It is also distinguished from apraxia of speech, which though of neurological origin, is
conceptualised as a disorder of speech motor planning or programming (Duffy, 2005).
Dysarthria is reported to be the most frequently acquired speech and language disorder
(Enderby & Emerson, 1995). The significance of stroke as a cause of dysarthria is evident by
22% of a 1276 speech-language pathology (SLP) dysarthria case audit series having stroke
aetiology (Duffy, 2005).
While there has been a fair volume of research into dysarthria in progressive disease and its
treatment, notably Parkinson’s disease, dysarthria in stroke tends not to receive specific
attention in published texts and reports, despite its frequency. In the SLP literature,
dysarthria is normally described with reference to a set of diagnostic categories (the Mayo
system, Darley, Aronson & Brown, 1975), within which stroke is combined with other
aetiologies. Also there has been little controlled evaluation of any intervention approach in
the dysarthric stroke population. No randomised controlled trials have been identified for
4
stroke or other non-progressive dysarthria (Sellars, Hughes & Langhorne, 2005). As with
diagnostic descriptions, in treatment studies stroke has often been included with other
aetiological groups, such as traumatic brain injury and progressive disorders, and even
participants with communication disorders other than dysarthria.

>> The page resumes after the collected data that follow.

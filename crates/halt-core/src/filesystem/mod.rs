//! Filesystem teardown for container root directories.
//!
//! Removal unmounts anything still mounted below the target and retries,
//! so a leaked mount does not leave the container half-removed.

pub mod mount;
pub mod remove;

pub use remove::ensure_remove_all;
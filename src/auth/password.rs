//! bcrypt password hashing, run on the blocking pool so request workers stay free.

use tracing::warn;

use crate::error::AuthError;

/// Cost bounds accepted by bcrypt.
pub const MIN_BCRYPT_COST: u32 = 4;
pub const MAX_BCRYPT_COST: u32 = 31;

pub async fn hash_password(plain: &str, cost: u32) -> Result<String, AuthError> {
    let plain = plain.to_owned();
    tokio::task::spawn_blocking(move || bcrypt::hash(plain, cost))
        .await
        .map_err(|e| AuthError::Infrastructure(format!("hashing task failed: {}", e)))?
        .map_err(|e| AuthError::Infrastructure(format!("password hashing failed: {}", e)))
}

/// Constant-time check of `plain` against a stored bcrypt hash.
/// A malformed stored hash counts as a mismatch.
pub async fn verify_password(plain: &str, hash: &str) -> Result<bool, AuthError> {
    let plain = plain.to_owned();
    let hash = hash.to_owned();
    let outcome = tokio::task::spawn_blocking(move || bcrypt::verify(plain, &hash))
        .await
        .map_err(|e| AuthError::Infrastructure(format!("verification task failed: {}", e)))?;

    match outcome {
        Ok(matches) => Ok(matches),
        Err(e) => {
            warn!("Stored password hash could not be parsed: {}", e);
            Ok(false)
        }
    }
}
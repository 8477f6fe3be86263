//! Account persistence.
//!
//! `CredentialStore` is the seam the auth service talks to; `DbOperations`
//! backs it with Postgres and `MemoryCredentialStore` keeps it in process.

pub mod memory;
pub mod models;
pub mod operations;

pub use memory::MemoryCredentialStore;
pub use models::Account;
pub use operations::{CredentialStore, DbOperations};
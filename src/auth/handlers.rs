use actix_web::{web, HttpResponse, HttpRequest};
use serde::{Deserialize, Serialize};
use uuid::Uuid;
use crate::AppState;
use crate::error::{AppError, AuthError};
use tracing::{info, warn};

pub const REGISTER_ROUTE: &str = "/auth/register";
pub const LOGIN_ROUTE: &str = "/auth/login";
pub const SESSION_ROUTE: &str = "/auth/session";

/// bcrypt only looks at the first 72 bytes; longer passwords are refused
/// rather than silently truncated.
const MAX_PASSWORD_BYTES: usize = 72;
const MAX_EMAIL_LEN: usize = 254;

#[derive(Debug, Deserialize)]
#[serde(deny_unknown_fields)]
pub struct Credentials {
    pub email: String,
    pub password: String,
}

impl Credentials {
    fn parse(body: &[u8]) -> Result<Self, AppError> {
        let credentials: Credentials = serde_json::from_slice(body)
            .map_err(|_| AppError::ValidationError("Invalid request body".into()))?;

        let email = credentials.email.trim();
        if email.is_empty() || email.len() > MAX_EMAIL_LEN || !email.contains('@') {
            return Err(AppError::ValidationError("Invalid email".into()));
        }
        if credentials.password.is_empty() || credentials.password.len() > MAX_PASSWORD_BYTES {
            return Err(AppError::ValidationError("Invalid password".into()));
        }

        Ok(Self {
            email: email.to_string(),
            password: credentials.password,
        })
    }
}

#[derive(Debug, Serialize)]
pub struct AuthResponse {
    pub token: String,
}

#[derive(Debug, Serialize)]
pub struct SessionResponse {
    pub account_id: Uuid,
}

/// Client identity: first `X-Forwarded-For` hop, then `X-Real-IP`, then the peer address.
/// The headers are ignored unless `trust_proxy_headers` is set.
pub fn client_identity(req: &HttpRequest, trust_proxy_headers: bool) -> String {
    if !trust_proxy_headers {
        return peer_identity(req);
    }

    let header = |name: &str| {
        req.headers()
            .get(name)
            .and_then(|h| h.to_str().ok())
            .map(str::trim)
            .filter(|v| !v.is_empty())
    };

    if let Some(forwarded) = header("X-Forwarded-For") {
        if let Some(first) = forwarded.split(',').map(str::trim).find(|ip| !ip.is_empty()) {
            return first.to_string();
        }
    }

    if let Some(real_ip) = header("X-Real-IP") {
        return real_ip.to_string();
    }

    peer_identity(req)
}

fn peer_identity(req: &HttpRequest) -> String {
    req.peer_addr()
        .map(|addr| addr.ip().to_string())
        .unwrap_or_else(|| "unknown".to_string())
}

/// Counts the request against `route` + `identity`; a denial never reaches the auth service.
async fn rate_gate(state: &AppState, route: &str, identity: &str) -> Result<(), AppError> {
    let key = format!("{}:{}", route, identity);
    if !state.rate_limiter.allow(&key, state.clock.now()).await {
        warn!("Rate limit hit on {} for {}", route, identity);
        return Err(AuthError::RateLimited.into());
    }
    Ok(())
}

pub async fn register(
    req: HttpRequest,
    body: web::Bytes,
    state: web::Data<AppState>,
) -> Result<HttpResponse, AppError> {
    let identity = client_identity(&req, state.config.server.trust_proxy_headers);
    rate_gate(&state, REGISTER_ROUTE, &identity).await?;

    let credentials = Credentials::parse(&body)?;
    info!("Received registration request from {}", identity);

    let token = state
        .auth_service
        .register(&identity, &credentials.email, &credentials.password)
        .await?;

    Ok(HttpResponse::Created().json(AuthResponse { token }))
}

pub async fn login(
    req: HttpRequest,
    body: web::Bytes,
    state: web::Data<AppState>,
) -> Result<HttpResponse, AppError> {
    let identity = client_identity(&req, state.config.server.trust_proxy_headers);
    rate_gate(&state, LOGIN_ROUTE, &identity).await?;

    let credentials = Credentials::parse(&body)?;
    info!("Received login request from {}", identity);

    match state
        .auth_service
        .login(&identity, &credentials.email, &credentials.password)
        .await
    {
        Ok(token) => Ok(HttpResponse::Ok().json(AuthResponse { token })),
        Err(e) => {
            warn!("Login from {} failed: {}", identity, e);
            Err(e.into())
        }
    }
}

pub async fn session(
    req: HttpRequest,
    state: web::Data<AppState>,
) -> Result<HttpResponse, AppError> {
    let token = req.headers()
        .get("Authorization")
        .and_then(|h| h.to_str().ok())
        .and_then(|h| h.strip_prefix("Bearer "))
        .ok_or(AuthError::InvalidToken)?;

    let identity = client_identity(&req, state.config.server.trust_proxy_headers);
    let account_id = state.auth_service.validate_token(&identity, token).await?;

    Ok(HttpResponse::Ok().json(SessionResponse { account_id }))
}

pub async fn whoami(req: HttpRequest, state: web::Data<AppState>) -> HttpResponse {
    let identity = client_identity(&req, state.config.server.trust_proxy_headers);
    HttpResponse::Ok().body(format!("Your IP is: {}\n", identity))
}

pub fn configure(cfg: &mut web::ServiceConfig) {
    cfg.route("/", web::get().to(whoami))
        .route("/health", web::get().to(crate::health_check))
        .route(REGISTER_ROUTE, web::post().to(register))
        .route(LOGIN_ROUTE, web::post().to(login))
        .route(SESSION_ROUTE, web::get().to(session));
}
use chrono::Duration;
use std::future::Future;
use std::sync::Arc;
use tracing::{error, info, warn};
use uuid::Uuid;

use crate::auth::password::{hash_password, verify_password};
use crate::auth::token::TokenIssuer;
use crate::clock::Clock;
use crate::config::AuthConfig;
use crate::db::operations::CredentialStore;
use crate::error::{AuthError, DatabaseError};
use crate::session::{BindOutcome, SessionRegistry, SessionStore};

/// Lifetimes and limits for the auth flows.
#[derive(Debug, Clone)]
pub struct AuthOptions {
    pub token_expiry: Duration,
    pub session_ttl: Duration,
    /// Deadline applied to every credential-store and session-store call.
    pub store_timeout: std::time::Duration,
    pub bcrypt_cost: u32,
}

impl From<&AuthConfig> for AuthOptions {
    fn from(config: &AuthConfig) -> Self {
        Self {
            token_expiry: config.token_expiry(),
            session_ttl: config.session_ttl(),
            store_timeout: config.store_timeout(),
            bcrypt_cost: config.bcrypt_cost,
        }
    }
}

/// Register and login flows with single-session enforcement.
///
/// Operations on different accounts share no lock. Dropping a returned future
/// abandons whatever store call is in flight.
pub struct AuthService {
    credentials: Arc<dyn CredentialStore>,
    sessions: SessionRegistry,
    tokens: Arc<dyn TokenIssuer>,
    clock: Arc<dyn Clock>,
    options: AuthOptions,
}

impl AuthService {
    pub fn new(
        credentials: Arc<dyn CredentialStore>,
        session_store: Arc<dyn SessionStore>,
        tokens: Arc<dyn TokenIssuer>,
        clock: Arc<dyn Clock>,
        options: AuthOptions,
    ) -> Self {
        Self {
            credentials,
            sessions: SessionRegistry::new(session_store, options.session_ttl),
            tokens,
            clock,
            options,
        }
    }

    pub fn sessions(&self) -> &SessionRegistry {
        &self.sessions
    }

    /// Creates an account for `email` and binds its first session to `identity`.
    pub async fn register(&self, identity: &str, email: &str, password: &str) -> Result<String, AuthError> {
        let existing = self
            .with_deadline("lookup", self.credentials.lookup_by_email(email))
            .await?;
        if existing.is_some() {
            info!("Registration refused, email already registered");
            return Err(AuthError::EmailTaken);
        }

        let password_hash = hash_password(password, self.options.bcrypt_cost).await?;

        // A concurrent registration of the same email surfaces here as EmailTaken
        let account_id = self
            .with_deadline("insert", self.credentials.insert(email, &password_hash))
            .await?;

        let token = self.issue_and_bind(account_id, identity).await?;
        info!("Registered account {} from {}", account_id, identity);
        Ok(token)
    }

    /// Verifies credentials and binds a fresh token to `identity`.
    ///
    /// Fails with `SessionConflict` while another identity holds an unexpired
    /// session; in that case no token leaves this function.
    pub async fn login(&self, identity: &str, email: &str, password: &str) -> Result<String, AuthError> {
        let account = self
            .with_deadline("lookup", self.credentials.lookup_by_email(email))
            .await?
            .ok_or(AuthError::InvalidCredentials)?;

        if !verify_password(password, &account.password_hash).await? {
            return Err(AuthError::InvalidCredentials);
        }

        // Refuse before signing when the answer is already known
        let now = self.clock.now();
        let current = self
            .with_deadline("session read", self.sessions.current(account.id, now))
            .await?;
        if let Some(current) = current {
            if current.identity != identity {
                warn!("Login for account {} from {} refused, session held elsewhere", account.id, identity);
                return Err(AuthError::SessionConflict { holder: current.identity });
            }
        }

        let token = self.issue_and_bind(account.id, identity).await?;
        info!("Login for account {} from {}", account.id, identity);
        Ok(token)
    }

    /// Resolves `token` to its account if it is the live session token and
    /// `identity` is the identity it is bound to. Token and session expiry
    /// are both judged by the injected clock.
    pub async fn validate_token(&self, identity: &str, token: &str) -> Result<Uuid, AuthError> {
        let now = self.clock.now();
        let claims = self.tokens.verify(token, now)?;
        let account_id = claims.account_id()?;

        let current = self
            .with_deadline("session read", self.sessions.current(account_id, now))
            .await?
            .ok_or(AuthError::InvalidToken)?;

        if current.token != token || current.identity != identity {
            return Err(AuthError::InvalidToken);
        }
        Ok(account_id)
    }

    async fn issue_and_bind(&self, account_id: Uuid, identity: &str) -> Result<String, AuthError> {
        let now = self.clock.now();
        let token = self.tokens.sign(account_id, now, now + self.options.token_expiry)?;

        match self
            .with_deadline("session bind", self.sessions.bind(account_id, identity, &token, now))
            .await?
        {
            BindOutcome::Accepted => Ok(token),
            BindOutcome::Conflict { holder } => {
                warn!("Session bind for account {} from {} lost to another device", account_id, identity);
                Err(AuthError::SessionConflict { holder })
            }
        }
    }

    async fn with_deadline<T, F>(&self, operation: &'static str, call: F) -> Result<T, AuthError>
    where
        F: Future<Output = Result<T, DatabaseError>>,
    {
        match tokio::time::timeout(self.options.store_timeout, call).await {
            Ok(Ok(value)) => Ok(value),
            // Only account insertion reports duplicates
            Ok(Err(DatabaseError::Duplicate)) => Err(AuthError::EmailTaken),
            Ok(Err(e)) => {
                error!("Store {} failed: {}", operation, e);
                Err(e.into())
            }
            Err(_) => {
                warn!("Store {} exceeded {:?}", operation, self.options.store_timeout);
                Err(AuthError::Timeout)
            }
        }
    }
}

Speech-language pathologists (SLPs) who work with adults will often encounter dysarthria
in the context of stroke. A synthesis of the literature on the presentation of dysarthria in
adult stroke and the current evidence base for intervention is thus relevant. In view of the
lack of focus on stroke dysarthia in the SLP literature, some background context is first
provided, regarding the prevalence of dysarthria in stroke, variables affecting diagnosis and
description, and the course of dysarthria in stroke.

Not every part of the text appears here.